> **INSTRUCTIONS FOR THE TASK**:
To complete the exercise, write out all the data exactly.

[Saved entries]

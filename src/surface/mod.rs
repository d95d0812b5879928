//! Render surface abstraction: the element that hosts the camera preview,
//! the decode canvas and the shading overlays.

pub mod headless;

pub use headless::HeadlessSurface;

use image::RgbaImage;
use std::fmt;
use std::sync::Arc;

use crate::geometry::ShadeRect;
use crate::media::MediaStream;

/// Id of the hidden canvas holding the pixels handed to the decoder.
pub const DECODE_CANVAS_ID: &str = "qr-canvas";
/// Id of the canvas showing a scanned still image.
pub const VISIBLE_CANVAS_ID: &str = "qr-canvas-visible";

/// Handle to an element appended to a surface.
#[derive(Debug, Clone, Copy, PartialEq, Eq, Hash, PartialOrd, Ord)]
pub struct ElementId(pub u64);

pub enum SurfaceElement {
    /// Muted, inline camera preview bound to a live stream.
    Video {
        width: u32,
        height: u32,
        stream: Arc<dyn MediaStream>,
    },
    Canvas {
        id: &'static str,
        width: u32,
        height: u32,
        visible: bool,
        content: Option<RgbaImage>,
    },
    Shade(ShadeRect),
}

impl SurfaceElement {
    pub fn kind(&self) -> ElementKind {
        match self {
            SurfaceElement::Video { .. } => ElementKind::Video,
            SurfaceElement::Canvas { .. } => ElementKind::Canvas,
            SurfaceElement::Shade(_) => ElementKind::Shade,
        }
    }
}

impl fmt::Debug for SurfaceElement {
    fn fmt(&self, f: &mut fmt::Formatter<'_>) -> fmt::Result {
        match self {
            SurfaceElement::Video {
                width,
                height,
                stream,
            } => f
                .debug_struct("Video")
                .field("width", width)
                .field("height", height)
                .field("stream", &stream.id())
                .finish(),
            SurfaceElement::Canvas {
                id,
                width,
                height,
                visible,
                content,
            } => f
                .debug_struct("Canvas")
                .field("id", id)
                .field("width", width)
                .field("height", height)
                .field("visible", visible)
                .field("has_content", &content.is_some())
                .finish(),
            SurfaceElement::Shade(shade) => f.debug_tuple("Shade").field(shade).finish(),
        }
    }
}

#[derive(Debug, Clone, Copy, PartialEq, Eq, Hash)]
pub enum ElementKind {
    Video,
    Canvas,
    Shade,
}

/// The host element a capture session renders into.
///
/// A surface is owned by at most one session at a time; sessions claim it
/// with [`try_acquire`](RenderSurface::try_acquire) before attaching anything.
pub trait RenderSurface: Send + Sync {
    /// Reported `(clientWidth, clientHeight)`; zero means "not laid out".
    fn client_size(&self) -> (u32, u32);

    fn append(&self, element: SurfaceElement) -> ElementId;

    /// Removes one element. Returns `false` if it was not attached.
    fn remove(&self, id: ElementId) -> bool;

    /// Removes every child element.
    fn clear(&self);

    /// Claims the surface for one session. Returns `false` if already claimed.
    fn try_acquire(&self) -> bool;

    fn release(&self);
}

> **RESPONSE**:
filename src/surface/mod.rs
repository d95d0812b5879928
//! Render surface abstraction: the element that hosts the camera preview,
//! the decode canvas and the shading overlays.

pub mod headless;

pub use headless::HeadlessSurface;

use image::RgbaImage;
use std::fmt;
use std::sync::Arc;

use crate::geometry::ShadeRect;
use crate::media::MediaStream;

/// Id of the hidden canvas holding the pixels handed to the decoder.
pub const DECODE_CANVAS_ID: &str = "qr-canvas";
/// Id of the canvas showing a scanned still image.
pub const VISIBLE_CANVAS_ID: &str = "qr-canvas-visible";

/// Handle to an element appended to a surface.
#[derive(Debug, Clone, Copy, PartialEq, Eq, Hash, PartialOrd, Ord)]
pub struct ElementId(pub u64);

pub enum SurfaceElement {
    /// Muted, inline camera preview bound to a live stream.
    Video {
        width: u32,
        height: u32,
        stream: Arc<dyn MediaStream>,
    },
    Canvas {
        id: &'static str,
        width: u32,
        height: u32,
        visible: bool,
        content: Option<RgbaImage>,
    },
    Shade(ShadeRect),
}

impl SurfaceElement {
    pub fn kind(&self) -> ElementKind {
        match self {
            SurfaceElement::Video { .. } => ElementKind::Video,
            SurfaceElement::Canvas { .. } => ElementKind::Canvas,
            SurfaceElement::Shade(_) => ElementKind::Shade,
        }
    }
}

impl fmt::Debug for SurfaceElement {
    fn fmt(&self, f: &mut fmt::Formatter<'_>) -> fmt::Result {
        match self {
            SurfaceElement::Video {
                width,
                height,
                stream,
            } => f
                .debug_struct("Video")
                .field("width", width)
                .field("height", height)
                .field("stream", &stream.id())
                .finish(),
            SurfaceElement::Canvas {
                id,
                width,
                height,
                visible,
                content,
            } => f
                .debug_struct("Canvas")
                .field("id", id)
                .field("width", width)
                .field("height", height)
                .field("visible", visible)
                .field("has_content", &content.is_some())
                .finish(),
            SurfaceElement::Shade(shade) => f.debug_tuple("Shade").field(shade).finish(),
        }
    }
}

#[derive(Debug, Clone, Copy, PartialEq, Eq, Hash)]
pub enum ElementKind {
    Video,
    Canvas,
    Shade,
}

/// The host element a capture session renders into.
///
/// A surface is owned by at most one session at a time; sessions claim it
/// with [`try_acquire`](RenderSurface::try_acquire) before attaching anything.
pub trait RenderSurface: Send + Sync {
    /// Reported `(clientWidth, clientHeight)`; zero means "not laid out".
    fn client_size(&self) -> (u32, u32);

    fn append(&self, element: SurfaceElement) -> ElementId;

    /// Removes one element. Returns `false` if it was not attached.
    fn remove(&self, id: ElementId) -> bool;

    /// Removes every child element.
    fn clear(&self);

    /// Claims the surface for one session. Returns `false` if already claimed.
    fn try_acquire(&self) -> bool;

    fn release(&self);
}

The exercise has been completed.